The present invention relates to building construction wherein corner bead is used for forming smooth transition contours between plaster and plasterboard wall surfaces, and more particularly to facilitating the use of "bullnose" beading having relative large convex corner radii together with base and/or crown molding at floor and ceiling extremities of the corner bead and like features that are inconvenient or impractical in combination with typical bullnose corner radii.
Bullnose corner beading, popularly used at convex wall surface intersections in several styles of building construction, has a corner radius typically ranging from 0.5 inch to 0.75 inch, the corner radius subtending an angle of approximately 90.degree., and flanges extending in slightly offset relation to opposite extremities of the corner contour surface. The beading is usually nailed through the flanges against intersecting wallboard surfaces, and a plaster-like material is trawled over the flanges for creating smoothly finished surfaces extending from the wallboard to the respective extremities of the corner contour surface, the beading providing trawling guides along the contour surface extremities.
The large corner radius of bullnose beading makes application of molding strips such as base and crown molding particularly difficult in that the molding, being rigid or nearly so, cannot be formed to follow the contour of the corner bead, and without such forming, a large gap is created between the beading and the molding. There have been attempts to facilitate forming conventional wooden base and crown molding to follow the bullnose contour by cutting skarfs across the grain from the back side of the molding. The resulting appearance is unsatisfactory, not only because the skarfs penetrate through contoured portions of the molding, but also because pieces of the molding split from the strip when it is nailed in place.
Attempted solutions to these problems have been unsatisfactory for a number of reasons. In one example of the prior art, end portions of the corner bead are molded as separate pieces of plastic, having a transition contour to a plain angle profile and a portion having the plain angle configuration for extending under the base or crown molding. However, the resulting joint between the separate plastic pieces and the main bullnose section is unsightly, being impossible to hide completely, even with careful filling. Also, the molded pieces must either be made and stocked in different lengths to match the various base and crown moldings in use, or they must be cut to length on the job at added expense. A variation not having the plain angle portion is possible, but it is impractical to vertically locate the piece properly to butt against the molding, the molding being applied in a later stage of the construction.

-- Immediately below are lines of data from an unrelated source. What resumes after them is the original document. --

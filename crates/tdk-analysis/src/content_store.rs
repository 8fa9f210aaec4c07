//! Extracted-transcript content store.
//!
//! Flat directory of UTF-8 text files keyed by
//! `sha256(transcript_id|source_url)`, so a re-fetch of the same unit of work
//! lands on the same path and the analysis worker can prefer the cache over
//! a re-download.

use anyhow::{Context, Result};
use sha2::{Digest, Sha256};
use std::path::{Path, PathBuf};

#[derive(Debug, Clone)]
pub struct ContentStore {
    dir: PathBuf,
}

impl ContentStore {
    pub fn new(dir: impl Into<PathBuf>) -> Self {
        ContentStore { dir: dir.into() }
    }

    /// Content key for one `(transcript, url)` unit.
    pub fn key(transcript_id: i64, source_url: &str) -> String {
        let mut hasher = Sha256::new();
        hasher.update(format!("{transcript_id}|{source_url}").as_bytes());
        hex::encode(hasher.finalize())
    }

    pub fn path_for(&self, transcript_id: i64, source_url: &str) -> PathBuf {
        self.dir
            .join(format!("{}.txt", Self::key(transcript_id, source_url)))
    }

    /// Read a cached extraction; `None` when absent.
    pub async fn load(&self, path: &Path) -> Result<Option<String>> {
        match tokio::fs::read_to_string(path).await {
            Ok(text) => Ok(Some(text)),
            Err(e) if e.kind() == std::io::ErrorKind::NotFound => Ok(None),
            Err(e) => Err(e).with_context(|| format!("content read failed: {}", path.display())),
        }
    }

    /// Persist an extraction and return its path.
    pub async fn store(
        &self,
        transcript_id: i64,
        source_url: &str,
        text: &str,
    ) -> Result<PathBuf> {
        tokio::fs::create_dir_all(&self.dir)
            .await
            .with_context(|| format!("content dir create failed: {}", self.dir.display()))?;
        let path = self.path_for(transcript_id, source_url);
        tokio::fs::write(&path, text)
            .await
            .with_context(|| format!("content write failed: {}", path.display()))?;
        Ok(path)
    }
}

#[cfg(test)]
mod tests {
    use super::*;

    #[test]
    fn key_is_stable_and_distinct() {
        let a = ContentStore::key(1, "https://host/a");
        let b = ContentStore::key(1, "https://host/a");
        let c = ContentStore::key(1, "https://host/b");
        let d = ContentStore::key(2, "https://host/a");
        assert_eq!(a, b);
        assert_ne!(a, c);
        assert_ne!(a, d);
        assert_eq!(a.len(), 64);
    }

    #[tokio::test]
    async fn store_then_load_round_trips() -> anyhow::Result<()> {
        let dir = tempfile::tempdir()?;
        let store = ContentStore::new(dir.path());

        let path = store.store(7, "https://host/a", "call text").await?;
        assert_eq!(store.load(&path).await?.as_deref(), Some("call text"));

        let missing = store.path_for(8, "https://host/z");
        assert_eq!(store.load(&missing).await?, None);
        Ok(())
    }
}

Bullnose corner bead is also available as a single member having a plain angle end portion formed therein, the corner bead being supplied in oversize lengths for permitting the plain angle end portion to be trimmed to a suitable length for use with base molding, the opposite end of the corner bead also being trimmed for producing the required overall length. This scheme also has a number of disadvantages, for example:
1. The corner bead is significantly more expensive to provide than standard lengths having a uniform bullnose contour;
2. There is extra labor in cutting both ends of the corner bead;
3. There may be situations wherein the preformed plain angle end portion is too short; and
4. There is no provision for the use of both base and crown molding;
Thus there is a need for inexpensive bullnose corner bead that is compatible with both base and crown molding of variant widths.